I was catching up on work recently, reading the third installment of The 5 Worst Days in a DBA's life, starring The DBA Team. Someone had asked me if I enjoyed having Paul Randal (b | t) of SQLskills join them team. The piece had been edited and published while I was gone, and I hadn't had a chance to immerse myself in the adventure. I was anxious too read how Paul helped save the day.
It was a fun read, but one quote in the piece struck me. "A job that runs long or doesn't run at all can sting just as bad as one that fails." That's a quote from my character showcasing a situation that few people actually think about. However jobs that don't run or don't finish are situations that DBAs should be monitoring for.
So many of us adopt a set-it-and-forget-it mentality with our jobs.
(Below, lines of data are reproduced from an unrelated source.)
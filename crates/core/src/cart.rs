//! Carts and cart lines.
//!
//! A cart is keyed by an opaque session key and may be bound to one signed-in
//! user. Each line freezes the unit price at the moment it was written.

use chrono::{DateTime, Utc};
use serde::{Deserialize, Serialize};

use crate::catalog::Product;
use crate::error::{DomainError, DomainResult, ErrorCode};
use crate::types::{CartId, CartItemId, Money, ProductId, UserId};

/// Allowed quantity range for a single cart line.
pub const LINE_QTY_RANGE: core::ops::RangeInclusive<i32> = 1..=99;

/// A shopping cart.
#[derive(Debug, Clone, PartialEq, Eq, Serialize, Deserialize)]
pub struct Cart {
    pub id: CartId,
    pub session_key: String,
    pub user_id: Option<UserId>,
    pub expires_at: DateTime<Utc>,
    pub created_at: DateTime<Utc>,
}

/// What to do with a cart's owner when a request arrives.
#[derive(Debug, Clone, Copy, PartialEq, Eq)]
pub enum CartBinding {
    /// Leave the cart as it is.
    Keep,
    /// Bind the anonymous cart to this user.
    Bind(UserId),
}

impl Cart {
    /// Returns `true` once the retention window has passed.
    #[must_use]
    pub fn is_expired(&self, now: DateTime<Utc>) -> bool {
        self.expires_at <= now
    }

    /// Decide how a request from `user` relates to this cart.
    ///
    /// # Errors
    ///
    /// Returns `CART_OWNERSHIP_MISMATCH` if the cart is bound to a different user.
    pub fn binding_for(&self, user: Option<UserId>) -> DomainResult<CartBinding> {
        match (self.user_id, user) {
            (None, Some(user)) => Ok(CartBinding::Bind(user)),
            (Some(owner), Some(user)) if owner != user => Err(DomainError::new(
                ErrorCode::CartOwnershipMismatch,
                "this cart belongs to another user",
            )),
            _ => Ok(CartBinding::Keep),
        }
    }
}

/// One product line in a cart.
#[derive(Debug, Clone, PartialEq, Eq, Serialize, Deserialize)]
pub struct CartLine {
    pub id: CartItemId,
    pub cart_id: CartId,
    pub product_id: ProductId,
    pub qty: i32,
    /// Unit price captured when the line was last written.
    pub unit_snapshot_price: Money,
    pub created_at: DateTime<Utc>,
}

impl CartLine {
    /// Snapshot price times quantity.
    #[must_use]
    pub fn line_total(&self) -> Money {
        self.unit_snapshot_price.times(self.qty)
    }
}

/// Sum of line totals.
pub fn subtotal<'a>(lines: impl IntoIterator<Item = &'a CartLine>) -> Money {
    lines.into_iter().map(CartLine::line_total).sum()
}

/// Check a requested line quantity against the per-line bounds.
///
/// # Errors
///
/// Returns `INVALID_QTY` outside `1..=99`.
pub fn check_line_qty(qty: i32) -> DomainResult<()> {
    if LINE_QTY_RANGE.contains(&qty) {
        Ok(())
    } else {
        Err(DomainError::new(
            ErrorCode::InvalidQty,
            "quantity must be between 1 and 99",
        ))
    }
}

/// Result of adding a product to a cart.
#[derive(Debug, Clone, Copy, PartialEq, Eq)]
pub enum LineChange {
    /// Insert a new line.
    Insert { qty: i32, unit_snapshot_price: Money },
    /// Raise the quantity of the existing line.
    Merge { line_id: CartItemId, qty: i32 },
}

/// Plan adding `qty` of `product` to a cart that currently holds `existing`.
///
/// At most one line exists per product, so adding a product already in the
/// cart merges quantities and re-checks the merged total. A merge keeps the
/// original price snapshot.
///
/// # Errors
///
/// `INVALID_QTY` for a bad quantity, `OUT_OF_STOCK` for a missing or
/// unsellable product, and the limits from [`Product::check_purchasable`].
pub fn plan_add(
    product: Option<&Product>,
    qty: i32,
    existing: Option<&CartLine>,
) -> DomainResult<LineChange> {
    check_line_qty(qty)?;
    let product = product.ok_or_else(|| {
        DomainError::new(ErrorCode::OutOfStock, "product is not available for sale")
    })?;

    match existing {
        Some(line) => {
            let merged = line.qty + qty;
            product.check_purchasable(merged)?;
            Ok(LineChange::Merge {
                line_id: line.id,
                qty: merged,
            })
        }
        None => {
            product.check_purchasable(qty)?;
            Ok(LineChange::Insert {
                qty,
                unit_snapshot_price: product.effective_price(),
            })
        }
    }
}

/// Plan changing an existing line to `qty`, returning the new price snapshot.
///
/// # Errors
///
/// `INVALID_QTY` for a bad quantity, `PRODUCT_NOT_FOUND` if the product has
/// been removed, and the limits from [`Product::check_purchasable`].
pub fn plan_update(product: Option<&Product>, qty: i32) -> DomainResult<Money> {
    check_line_qty(qty)?;
    let product = product
        .ok_or_else(|| DomainError::new(ErrorCode::ProductNotFound, "product not found"))?;
    product.check_purchasable(qty)?;
    Ok(product.effective_price())
}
We assume that things will work, or fail, as we set them up. However it's easy to forget that there are other states we might find ourselves or our systems in that can cause issues.
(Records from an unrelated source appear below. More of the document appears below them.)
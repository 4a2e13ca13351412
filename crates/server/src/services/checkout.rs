//! Checkout service: loads everything the validator needs and runs it.

use chrono::{DateTime, Days, NaiveDate};
use chrono_tz::Tz;
use local_market_core::cart::{Cart, CartLine};
use local_market_core::catalog::Product;
use local_market_core::checkout::{self, CheckoutInput, CheckoutLine, Quote};
use local_market_core::clock::SlotStart;
use local_market_core::policy::{StorePolicy, closed_dates};
use local_market_core::zone::{DeliveryZone, LocationQuery};
use local_market_core::{DomainError, ErrorCode, UserId};
use serde::{Deserialize, Serialize};
use sqlx::PgConnection;
use tracing::{debug, instrument};

use crate::db::{HolidayRepository, PolicyRepository, ZoneRepository, carts, catalog};
use crate::error::AppError;
use crate::services::carts::open_cart;
use crate::state::AppState;

/// Checkout form as submitted by the storefront.
#[derive(Debug, Clone, Default, Deserialize)]
pub struct CheckoutRequest {
    #[serde(default)]
    pub session_key: Option<String>,
    #[serde(flatten)]
    pub location: LocationQuery,
    #[serde(default)]
    pub requested_slot_start: Option<SlotStart>,
}

/// Short form of a quote.
#[derive(Debug, Clone, Serialize)]
pub struct ValidationSummary {
    pub valid: bool,
    pub errors: Vec<ErrorCode>,
}

impl From<&Quote> for ValidationSummary {
    fn from(quote: &Quote) -> Self {
        Self {
            valid: quote.valid,
            errors: quote.errors.clone(),
        }
    }
}

/// Store configuration a quote is evaluated against.
#[derive(Debug, Clone)]
pub struct QuoteContext {
    pub policy: StorePolicy,
    pub closed_dates: Vec<NaiveDate>,
    pub zones: Vec<DeliveryZone>,
    pub now: DateTime<Tz>,
    pub slot: Option<DateTime<Tz>>,
}

impl QuoteContext {
    /// Load the policy, zones and relevant holidays.
    ///
    /// # Errors
    ///
    /// Returns `INVALID_REQUEST` for a slot time that does not exist in the
    /// store's time zone, or a database error.
    pub async fn load(state: &AppState, slot: Option<SlotStart>) -> Result<Self, AppError> {
        let tz = state.time_zone();
        let now = state.local_now();
        let slot = slot
            .map(|s| {
                s.to_local(tz).ok_or_else(|| {
                    DomainError::invalid_request("requested slot does not exist in store time")
                })
            })
            .transpose()?;

        let policy = PolicyRepository::new(state.pool())
            .get_or_init(&state.config().policy_defaults)
            .await?;

        let today = now.date_naive();
        let horizon = u64::try_from(policy.allow_reservation_days).unwrap_or(0);
        let last = today.checked_add_days(Days::new(horizon)).unwrap_or(today);
        let (from, to) = match slot.map(|s| s.date_naive()) {
            Some(d) => (d.min(today), d.max(last)),
            None => (today, last),
        };
        let holidays = HolidayRepository::new(state.pool())
            .list_between(from, to)
            .await?;
        let zones = ZoneRepository::new(state.pool()).list_active().await?;

        Ok(Self {
            policy,
            closed_dates: closed_dates(&holidays),
            zones,
            now,
            slot,
        })
    }

    /// Run the validator over cart lines and the products they refer to.
    #[must_use]
    pub fn quote(&self, location: &LocationQuery, lines: &[CartLine], products: &[Product]) -> Quote {
        let checkout_lines: Vec<CheckoutLine<'_>> = lines
            .iter()
            .map(|line| CheckoutLine {
                qty: line.qty,
                unit_snapshot_price: line.unit_snapshot_price,
                product: products.iter().find(|p| p.id == line.product_id),
            })
            .collect();

        checkout::validate(&CheckoutInput {
            policy: &self.policy,
            now: self.now,
            slot: self.slot,
            closed_dates: &self.closed_dates,
            zones: &self.zones,
            location,
            lines: &checkout_lines,
        })
    }
}

/// Checkout validation for the storefront.
pub struct CheckoutService<'a> {
    state: &'a AppState,
}

impl<'a> CheckoutService<'a> {
    /// Create a new checkout service.
    #[must_use]
    pub const fn new(state: &'a AppState) -> Self {
        Self { state }
    }

    /// Price the cart and report every reason it cannot be ordered yet.
    ///
    /// # Errors
    ///
    /// `CART_OWNERSHIP_MISMATCH`, `INVALID_REQUEST` for a bad slot, or a
    /// database error. Eligibility problems are reported in the quote.
    #[instrument(skip(self, request))]
    pub async fn quote(&self, request: &CheckoutRequest, user: Option<UserId>) -> Result<Quote, AppError> {
        let context = QuoteContext::load(self.state, request.requested_slot_start).await?;

        let mut tx = self.state.pool().begin().await?;
        let cart = open_cart(&mut *tx, request.session_key.as_deref(), user, self.state).await?;
        let (lines, products) = cart_contents(&mut *tx, &cart).await?;
        tx.commit().await?;

        let quote = context.quote(&request.location, &lines, &products);
        debug!(cart_id = %cart.id, valid = quote.valid, errors = ?quote.errors, "Checkout quoted");
        Ok(quote)
    }
}

/// Lines of a cart with the current rows of their products.
pub(crate) async fn cart_contents(
    conn: &mut PgConnection,
    cart: &Cart,
) -> Result<(Vec<CartLine>, Vec<Product>), AppError> {
    let lines = carts::lines(&mut *conn, cart.id).await?;
    let ids: Vec<_> = lines.iter().map(|l| l.product_id).collect();
    let products = catalog::get_many_in(&mut *conn, &ids).await?;
    Ok((lines, products))
}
Monitoring is critical to any well run system, but monitoring needs to be set up well. If we require that certain jobs run, we need to not only check for success or failure, but if the job has actually run and completed. It's easy to accidentally disable the wrong job and not notice. It's also entirely possible that a job gets stuck and doesn't complete.
If you're not watching for those other states, you might find yourself in a situation where you don't have backups and your job is on the line. However you probably won't have The DBA Team to call on.